My point is this: You can use a situation from a TV or movie where the character was sad and they talked about it. Recall it with your child. For example, you can say “Remember when SpongeBob was sad and didn’t leave the Krusty Krab for days?” and then you can continue, “Do you feel this way?” (Of course, this method requires you spend some quality time in front of the television or big screen together.)
Because when a child feels comfortable, and more at-ease then they can open up about what’s on their mind. In other words, by entering into your child’s world and authentically connecting with them – they’ll feel safe and distracted enough to spill the proverbial beans. And even more importantly, they’ll be coming to you for advice on a situation like how to deal with a bully, mean girl or teacher that they feel is picking on them….
So giving your child space, allowing them to feel their feelings, and encouraging them to connect with you (when they are ready) is positive parenting. You are raising an emotionally intelligent child that is aware of how they feel, learning how to talk about their feelings (from sad to glad) and move into a more positive outlook each day.

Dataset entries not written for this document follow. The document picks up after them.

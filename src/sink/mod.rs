//! Pushing to and deleting from Pushgateway job groups.

use crate::domain::{GroupingLabels, JOB_LABEL, MetricFamilies, Route};
use crate::exposition::{DELIMITED_CONTENT_TYPE, ExpositionError, MetricFamily, delimited};
use crate::transport::{Transport, TransportError, TransportFactory, read_error_body};
use base64::Engine;
use base64::engine::general_purpose::URL_SAFE;
use reqwest::header::CONTENT_TYPE;
use reqwest::{Method, Request, StatusCode};
use std::time::Duration;
use thiserror::Error;
use tracing::debug;
use url::Url;

#[derive(Error, Debug)]
pub enum SinkError {
    #[error("cannot push to an unknown job")]
    EmptyJob,
    #[error("sink URL {0} cannot carry a job path")]
    InvalidUrl(Url),
    #[error(transparent)]
    Encode(#[from] ExpositionError),
    #[error(transparent)]
    Transport(#[from] TransportError),
    #[error("unexpected status code {status} for {method} {url}: {body}")]
    UnexpectedStatus {
        method: Method,
        status: u16,
        url: Url,
        body: String,
    },
    #[error("request did not complete within {0:?}")]
    DeadlineExceeded(Duration),
}

/// A named Pushgateway and the transport used to reach it.
#[derive(Debug, Clone)]
pub struct SinkEndpoint {
    name: String,
    target: Url,
    transport: Transport,
}

impl SinkEndpoint {
    pub fn new(route: &Route, factory: &TransportFactory) -> Result<Self, TransportError> {
        Ok(Self {
            name: route.name.clone(),
            target: route.url.clone(),
            transport: factory.build(route)?,
        })
    }

    pub fn name(&self) -> &str {
        &self.name
    }

    pub fn target(&self) -> &Url {
        &self.target
    }

    /// `<target>/job/<job>[/<label>/<value>]...`, grouping labels in name order.
    pub fn job_url(&self, job: &str, grouping: &GroupingLabels) -> Result<Url, SinkError> {
        if job.is_empty() {
            return Err(SinkError::EmptyJob);
        }

        let mut url = self.target.clone();
        {
            let mut segments = url
                .path_segments_mut()
                .map_err(|()| SinkError::InvalidUrl(self.target.clone()))?;
            let (job_name, job_value) = encode_label(JOB_LABEL, job);
            segments.pop_if_empty().push(&job_name).push(&job_value);
            for (name, value) in grouping.iter() {
                let (name, value) = encode_label(name, value);
                segments.push(&name).push(&value);
            }
        }
        Ok(url)
    }

    /// Replaces the job group's metrics with `families`.
    ///
    /// Labels named `job` or named like a grouping label are stripped from
    /// every metric first; the pushgateway would reject them otherwise.
    pub async fn put(
        &self,
        job: &str,
        grouping: &GroupingLabels,
        families: &MetricFamilies,
    ) -> Result<(), SinkError> {
        let url = self.job_url(job, grouping)?;
        let scrubbed = scrub_families(families, grouping);
        let body = delimited::encode(&scrubbed)?;

        let request = self
            .transport
            .client()
            .put(url.clone())
            .header(CONTENT_TYPE, DELIMITED_CONTENT_TYPE)
            .body(body)
            .build()
            .map_err(TransportError::from)?;

        self.send(request).await?;
        debug!(
            sink = %self.name,
            job,
            families = scrubbed.len(),
            "Pushed metrics"
        );
        Ok(())
    }

    /// Deletes the job group. Deleting a group that does not exist succeeds.
    pub async fn delete(&self, job: &str, grouping: &GroupingLabels) -> Result<(), SinkError> {
        let url = self.job_url(job, grouping)?;
        let request = self
            .transport
            .client()
            .delete(url)
            .build()
            .map_err(TransportError::from)?;

        self.send(request).await?;
        debug!(sink = %self.name, job, "Deleted job group");
        Ok(())
    }

    async fn send(&self, request: Request) -> Result<(), SinkError> {
        let method = request.method().clone();
        let url = request.url().clone();
        let response = self.transport.execute(request).await?;

        if response.status() != StatusCode::ACCEPTED {
            return Err(SinkError::UnexpectedStatus {
                method,
                status: response.status().as_u16(),
                url,
                body: read_error_body(response).await,
            });
        }
        Ok(())
    }
}

/// Path segments for one label, using the `@base64` form where a plain
/// segment cannot represent the value.
fn encode_label(name: &str, value: &str) -> (String, String) {
    if value.is_empty() {
        (format!("{name}@base64"), "=".to_string())
    } else if value.contains('/') {
        (format!("{name}@base64"), URL_SAFE.encode(value))
    } else {
        (name.to_string(), value.to_string())
    }
}

/// Copies `families` without labels that the push URL already defines.
pub fn scrub_families(families: &MetricFamilies, grouping: &GroupingLabels) -> Vec<MetricFamily> {
    families
        .values()
        .map(|family| {
            let mut family = family.clone();
            for metric in &mut family.metric {
                metric.label.retain(|pair| {
                    let name = pair.name.as_deref().unwrap_or_default();
                    name != JOB_LABEL && !grouping.contains(name)
                });
            }
            family
        })
        .collect()
}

Just to be clear, the type of sadness that I am referring to above is the “regular” emotional down-in-the-dumps feeling you get as a child when: Someone picks on you, You lose your favorite T-shirt, You fail a test, Forget your HW, BFF moves away, and pet Hammy the Hamster dies.

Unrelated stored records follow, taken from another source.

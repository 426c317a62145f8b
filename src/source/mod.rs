//! Scraping of pull-based exporters.

use crate::domain::{MetricSnapshot, Route};
use crate::exposition::{ExpositionError, text};
use crate::transport::{Transport, TransportError, TransportFactory, read_error_body};
use bytes::Bytes;
use flate2::read::GzDecoder;
use reqwest::StatusCode;
use reqwest::header::{ACCEPT, ACCEPT_ENCODING, CONTENT_ENCODING, USER_AGENT};
use std::io::Read;
use std::time::Duration;
use thiserror::Error;
use tokio_util::sync::CancellationToken;
use tracing::debug;
use url::Url;

/// Text exposition first, anything else as a fallback the parser will reject.
pub const ACCEPT_HEADER: &str = "text/plain;version=0.0.4;q=1,*/*;q=0.1";

pub const SCRAPE_TIMEOUT_HEADER: &str = "X-Prometheus-Scrape-Timeout-Seconds";

#[derive(Error, Debug)]
pub enum ScrapeError {
    #[error(transparent)]
    Transport(#[from] TransportError),
    #[error("scrape of {url} timed out after {timeout:?}")]
    Timeout { url: Url, timeout: Duration },
    #[error("scrape of {url} was cancelled")]
    Cancelled { url: Url },
    #[error("unexpected status code {status} while scraping {url}: {body}")]
    UnexpectedStatus {
        status: u16,
        url: Url,
        body: String,
    },
    #[error("cannot read response body from {url}: {source}")]
    Body {
        url: Url,
        #[source]
        source: reqwest::Error,
    },
    #[error("cannot uncompress gzip response body from {url}: {source}")]
    Decompress {
        url: Url,
        #[source]
        source: std::io::Error,
    },
    #[error("response body from {url} is not valid UTF-8")]
    InvalidUtf8 {
        url: Url,
        #[source]
        source: std::string::FromUtf8Error,
    },
    #[error("cannot parse response body from {url}: {source}")]
    Decode {
        url: Url,
        #[source]
        source: ExpositionError,
    },
}

/// A named exporter and the transport used to reach it.
#[derive(Debug, Clone)]
pub struct SourceEndpoint {
    name: String,
    target: Url,
    transport: Transport,
}

impl SourceEndpoint {
    pub fn new(route: &Route, factory: &TransportFactory) -> Result<Self, TransportError> {
        Ok(Self {
            name: route.name.clone(),
            target: route.url.clone(),
            transport: factory.build(route)?,
        })
    }

    pub fn name(&self) -> &str {
        &self.name
    }

    pub fn target(&self) -> &Url {
        &self.target
    }

    /// Fetches and decodes one snapshot.
    ///
    /// Gives up when `timeout` elapses or `cancel` fires, whichever comes
    /// first. Never retries.
    pub async fn scrape(
        &self,
        cancel: &CancellationToken,
        timeout: Duration,
    ) -> Result<MetricSnapshot, ScrapeError> {
        tokio::select! {
            biased;
            () = cancel.cancelled() => Err(ScrapeError::Cancelled {
                url: self.target.clone(),
            }),
            result = tokio::time::timeout(timeout, self.fetch(timeout)) => match result {
                Ok(result) => result,
                Err(_) => Err(ScrapeError::Timeout {
                    url: self.target.clone(),
                    timeout,
                }),
            },
        }
    }

    async fn fetch(&self, timeout: Duration) -> Result<MetricSnapshot, ScrapeError> {
        let request = self
            .transport
            .client()
            .get(self.target.clone())
            .header(ACCEPT, ACCEPT_HEADER)
            .header(ACCEPT_ENCODING, "gzip")
            .header(USER_AGENT, crate::user_agent())
            .header(
                SCRAPE_TIMEOUT_HEADER,
                format!("{:.6}", timeout.as_secs_f64()),
            )
            .build()
            .map_err(TransportError::from)?;

        let response = self.transport.execute(request).await?;
        let status = response.status();
        if status != StatusCode::OK {
            return Err(ScrapeError::UnexpectedStatus {
                status: status.as_u16(),
                url: self.target.clone(),
                body: read_error_body(response).await,
            });
        }

        let gzipped = response
            .headers()
            .get(CONTENT_ENCODING)
            .and_then(|value| value.to_str().ok())
            .is_some_and(|value| value.trim().eq_ignore_ascii_case("gzip"));

        let body = response.bytes().await.map_err(|source| ScrapeError::Body {
            url: self.target.clone(),
            source,
        })?;
        let raw = if gzipped {
            gunzip(&body).map_err(|source| ScrapeError::Decompress {
                url: self.target.clone(),
                source,
            })?
        } else {
            body.to_vec()
        };
        let payload = String::from_utf8(raw).map_err(|source| ScrapeError::InvalidUtf8 {
            url: self.target.clone(),
            source,
        })?;

        let families = text::parse(&payload).map_err(|source| ScrapeError::Decode {
            url: self.target.clone(),
            source,
        })?;

        let snapshot = MetricSnapshot::new(self.name.clone(), families);
        debug!(
            source = %self.name,
            families = snapshot.family_count(),
            metrics = snapshot.metric_count(),
            "Scraped source"
        );
        Ok(snapshot)
    }
}

fn gunzip(body: &Bytes) -> std::io::Result<Vec<u8>> {
    let mut decoded = Vec::with_capacity(body.len() * 4);
    GzDecoder::new(body.as_ref()).read_to_end(&mut decoded)?;
    Ok(decoded)
}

On the opposite side of the spectrum is a deep and pervasive sadness that is clinical and is understood through a child’s “irregular” behavior like: Talking about suicide, cutting, excessive crying and isolating of one’s self. This later type of sadness is clinical depression and is best served by getting professional assistance. (More information below)
Last but not least, it is through the “clarity of your example” do your kids learn how to talk about their feelings especially the sad ones. So reflect for a moment: What do I do when I am sad? Do I talk about it? Because like Carl Jung stated, “If there is anything we wish to change in the child, we should first examine it and see whether it is not something we could better change in ourselves.”